# Pregunta tonta: ¿repositorio GRP?

## spoilerman

Muy buenas!

Aunque soy nuevo en el foro llevo ya un par de añitos trasteando con Gentoo.

Mi pregunta:

Tenemos varios "sabores" para instalar Gentoo: LiveCD's universales y específicos, 3 Stages, y la GRP: los paquetes gordos más conocidos, precompilados en un segundo CD.

Normalmente yo instalo Gentoo aprovechando una Knoppix que tengo, me bajo la stage que me interesa y al final... a  "emerger" el resto. Todo ello porque paso de quemar CD's sin ser necesario y tener una conexión permanente a la red.

¿Pero y si alguna vez quiero tener el sistema instalado con las aplicaciones del 2º CD? Obviamente tendré que grabarlo en un disco, o usar alguna utilidad para leer la ISO desde el disco duro.

Si, pero yo no necesito todo lo que viene, sólo quiero parte de los paquetes, no todos.

En definitiva, ¿sabeis si existe por ahí algún servidor en el que estén los paquetes precompilados del 2º CD (la GRP) para poderlos bajar? Vamos, un repositorio ftp o algo parecido con los paquetes de ese CD.

Si no es así ¿Creeis que sería útil que hubiese alguno montado?

Gracias y saludos de antemano.

----------

## alexlm78

Tengo la impresion de que hay un intento de uno, o hubo uno y no funciono, pero son solamente conjeturas mias:

esto encontre que me dio esa impresion:

http://gentoo.osuosl.org/grp/

Pero no esoty serguro, busque por la web y no encntre ninguno, no se haya pasado algo por alto, si alguno sabe mas, porfa cuentelo.

Por otro lado, no estoy seguro de que sea muy util un repositorio de GRP si ya tenemos las fuentes, eso seria caer de nuevo al uso de RPM de anters y creo que la mayoria de nosotros (hablo por mi, y la mayoria de gentoomanos de mi LUG) usamos gentoo por eso la compilacion para tu propia PC.

Es solo una opinion, debe haber muchas mas.

Saludos.

----------

## jBilbo

Sobre el tema de los paquetes precompilados ya se habló hace poco y opiné que habría bastantes problemas con el tema de las USE flags (cuáles tendrían? serán _seguro_ diferentes a las que tengamos nosotros pq son totalmente específicas... entre otras cosas como que no estaran suficientemente testeados, etc).

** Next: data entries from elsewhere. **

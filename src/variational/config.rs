//! Variational backend configuration.

/// Number of qubits (feature dimension) of the evaluated circuit.
pub const NUM_QUBITS: usize = 2;

/// Parameter keys read from an object-valued `parameters`.
pub const FEATURE_KEYS: [&str; NUM_QUBITS] = ["x", "y"];

/// Configuration for the variational backend.
///
/// # Examples
///
/// ```
/// use optiroute::variational::VariationalConfig;
///
/// let config = VariationalConfig::default().with_default_features([0.25, 0.75]);
/// assert!(config.validate().is_ok());
/// ```
#[derive(Debug, Clone)]
pub struct VariationalConfig {
    /// Feature values used for keys missing from an object input.
    pub default_features: [f64; NUM_QUBITS],

    /// Features used when `parameters` is neither an object nor an array.
    pub fallback_features: [f64; NUM_QUBITS],

    /// Random seed for standalone evaluation.
    pub seed: Option<u64>,
}

impl Default for VariationalConfig {
    fn default() -> Self {
        Self {
            default_features: [0.5, 0.5],
            fallback_features: [0.1, 0.2],
            seed: None,
        }
    }
}

impl VariationalConfig {
    pub fn with_default_features(mut self, features: [f64; NUM_QUBITS]) -> Self {
        self.default_features = features;
        self
    }

    pub fn with_fallback_features(mut self, features: [f64; NUM_QUBITS]) -> Self {
        self.fallback_features = features;
        self
    }

    pub fn with_seed(mut self, seed: u64) -> Self {
        self.seed = Some(seed);
        self
    }

    /// Validates the configuration.
    pub fn validate(&self) -> Result<(), String> {
        if self
            .default_features
            .iter()
            .chain(&self.fallback_features)
            .any(|x| !x.is_finite())
        {
            return Err("feature defaults must be finite".into());
        }
        Ok(())
    }
}
//! Doctor command - verify configuration and credentials.

use crate::catalog::list_tools;
use crate::cli::Output;
use crate::config::{ModelSettings, Prompts, Settings};
use console::style;

/// Check result for a single item.
#[derive(Debug)]
pub struct CheckResult {
    pub name: String,
    pub status: CheckStatus,
    pub message: String,
    pub hint: Option<String>,
}

#[derive(Debug, PartialEq)]
pub enum CheckStatus {
    Ok,
    Warning,
    Error,
}

impl CheckResult {
    fn ok(name: &str, message: &str) -> Self {
        Self {
            name: name.to_string(),
            status: CheckStatus::Ok,
            message: message.to_string(),
            hint: None,
        }
    }

    fn warning(name: &str, message: &str, hint: &str) -> Self {
        Self {
            name: name.to_string(),
            status: CheckStatus::Warning,
            message: message.to_string(),
            hint: Some(hint.to_string()),
        }
    }

    fn error(name: &str, message: &str, hint: &str) -> Self {
        Self {
            name: name.to_string(),
            status: CheckStatus::Error,
            message: message.to_string(),
            hint: Some(hint.to_string()),
        }
    }

    fn print(&self) {
        let icon = match self.status {
            CheckStatus::Ok => style("✓").green(),
            CheckStatus::Warning => style("!").yellow(),
            CheckStatus::Error => style("✗").red(),
        };

        println!("  {} {} - {}", icon, style(&self.name).bold(), self.message);

        if let Some(hint) = &self.hint {
            println!("    {} {}", style("→").dim(), style(hint).dim());
        }
    }
}

/// Run all diagnostic checks.
pub fn run_doctor(settings: &Settings) -> anyhow::Result<()> {
    Output::header("Cutline Doctor");
    println!();
    println!("Checking configuration...\n");

    let mut checks = Vec::new();

    println!("{}", style("Model").bold());
    let model_checks = vec![
        check_api_key(&settings.model),
        CheckResult::ok("Endpoint", &settings.model.base_url),
        CheckResult::ok("Model", &settings.model.model),
    ];
    for check in &model_checks {
        check.print();
    }
    checks.extend(model_checks);

    println!();

    println!("{}", style("Configuration").bold());
    let config_checks = vec![
        check_config_file(),
        check_prompts(settings),
        CheckResult::ok("Tool catalog", &format!("{} tools", list_tools().len())),
    ];
    for check in &config_checks {
        check.print();
    }
    checks.extend(config_checks);

    println!();

    let errors = checks.iter().filter(|c| c.status == CheckStatus::Error).count();
    let warnings = checks.iter().filter(|c| c.status == CheckStatus::Warning).count();

    if errors > 0 {
        Output::error(&format!(
            "{} error(s) found. Please fix them before using Cutline.",
            errors
        ));
        std::process::exit(1);
    } else if warnings > 0 {
        Output::warning(&format!("All checks passed with {} warning(s).", warnings));
    } else {
        Output::success("All checks passed! Cutline is ready to use.");
    }

    Ok(())
}

/// Check if an API key is configured.
fn check_api_key(model: &ModelSettings) -> CheckResult {
    let name = model.api_key_env.as_str();
    match model.resolve_api_key() {
        Some(key) => CheckResult::ok(name, &format!("configured ({})", mask_key(&key))),
        None => CheckResult::error(
            name,
            "not set",
            &format!("Set with: export {}='...'", name),
        ),
    }
}

/// Check that the prompt templates load.
fn check_prompts(settings: &Settings) -> CheckResult {
    match Prompts::load(
        settings.prompts.custom_dir.as_deref(),
        Some(&settings.prompts.variables),
    ) {
        Ok(_) => match &settings.prompts.custom_dir {
            Some(dir) => CheckResult::ok("Prompts", &format!("custom ({})", dir)),
            None => CheckResult::ok("Prompts", "built-in"),
        },
        Err(e) => CheckResult::error(
            "Prompts",
            &e.to_string(),
            "Check intent.toml in prompts.custom_dir",
        ),
    }
}

/// Check if config file exists.
fn check_config_file() -> CheckResult {
    let config_path = Settings::default_config_path();
    if config_path.exists() {
        CheckResult::ok("Config file", &format!("{}", config_path.display()))
    } else {
        CheckResult::warning(
            "Config file",
            "using defaults",
            &format!("Create {} to override", config_path.display()),
        )
    }
}

/// Show only the edges of a secret.
fn mask_key(key: &str) -> String {
    let chars: Vec<char> = key.chars().collect();
    if chars.len() <= 12 {
        return "*".repeat(chars.len());
    }
    let head: String = chars[..4].iter().collect();
    let tail: String = chars[chars.len() - 4..].iter().collect();
    format!("{}...{}", head, tail)
}

#[cfg(test)]
mod tests {
    use super::*;

    #[test]
    fn test_check_result_ok() {
        let result = CheckResult::ok("test", "passed");
        assert_eq!(result.status, CheckStatus::Ok);
        assert!(result.hint.is_none());
    }

    #[test]
    fn test_check_result_error() {
        let result = CheckResult::error("test", "failed", "fix it");
        assert_eq!(result.status, CheckStatus::Error);
        assert_eq!(result.hint, Some("fix it".to_string()));
    }

    #[test]
    fn test_mask_key() {
        assert_eq!(mask_key("short"), "*****");
        assert_eq!(mask_key("AIzaSyExampleKey1234"), "AIza...1234");
    }

    #[test]
    fn test_missing_key_is_error() {
        let model = ModelSettings {
            api_key: None,
            api_key_env: "CUTLINE_DOCTOR_UNSET".to_string(),
            ..ModelSettings::default()
        };
        assert_eq!(check_api_key(&model).status, CheckStatus::Error);
    }
}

Por otro lado el tema de grabar el LiveCD o el 2ndo CD, yo lo que hago para no gastar es hacerlo en un regrabable (CD-RW), gran invento los regrabables...  :Smile: .

----------

## quelcom

Yo comparto la opinion de alexlm78. Si los hubirean dudo mucho que los utilizara a no ser en paquetes bestialmente grandes como OpenOffice.

Yo personalmente me hago paquetes binarios de aplicaciones grandes (KDE, X.org...) despues de emerger y si tubiera algun problema (espero que no...   :Wink:  ) pues emergeo mis paquetillos binarios en un momento.

----------

## L41n

Hola a todos.

Hace mucho que llevo mi propio repositorio personal con paquetes precompilados, normalmente suele ser el total de todo lo que compilo. Lo más interesante de este tema es que la tarea de mantenerlos es muy sencilla, ya que al quedar todos los precompilados en el directorio All, es fácil eliminar los antiguos para que los nuevos se usen principalmente.

Aparte de ésto, tan solo queda el navegar por los directorios en los que quedan organizados los alias e ir eliminando los que estan rotos. En esta tarea, Midnight Commander es de mucha utilidad, ya que en poco tiempo se puede navegar por todos los directorios y eliminar los alias huerfanos marcados de color rojo.

A mi no me importaría crear un repositorio online, el problema es que no encuentro ningún servidor al que poder subirlos.

----------

## spoilerman

Buenas!

Os respondo a dos para hacerlo más sencillo.

alexlm78 dijo:

usamos gentoo por eso la compilacion para tu propia PC.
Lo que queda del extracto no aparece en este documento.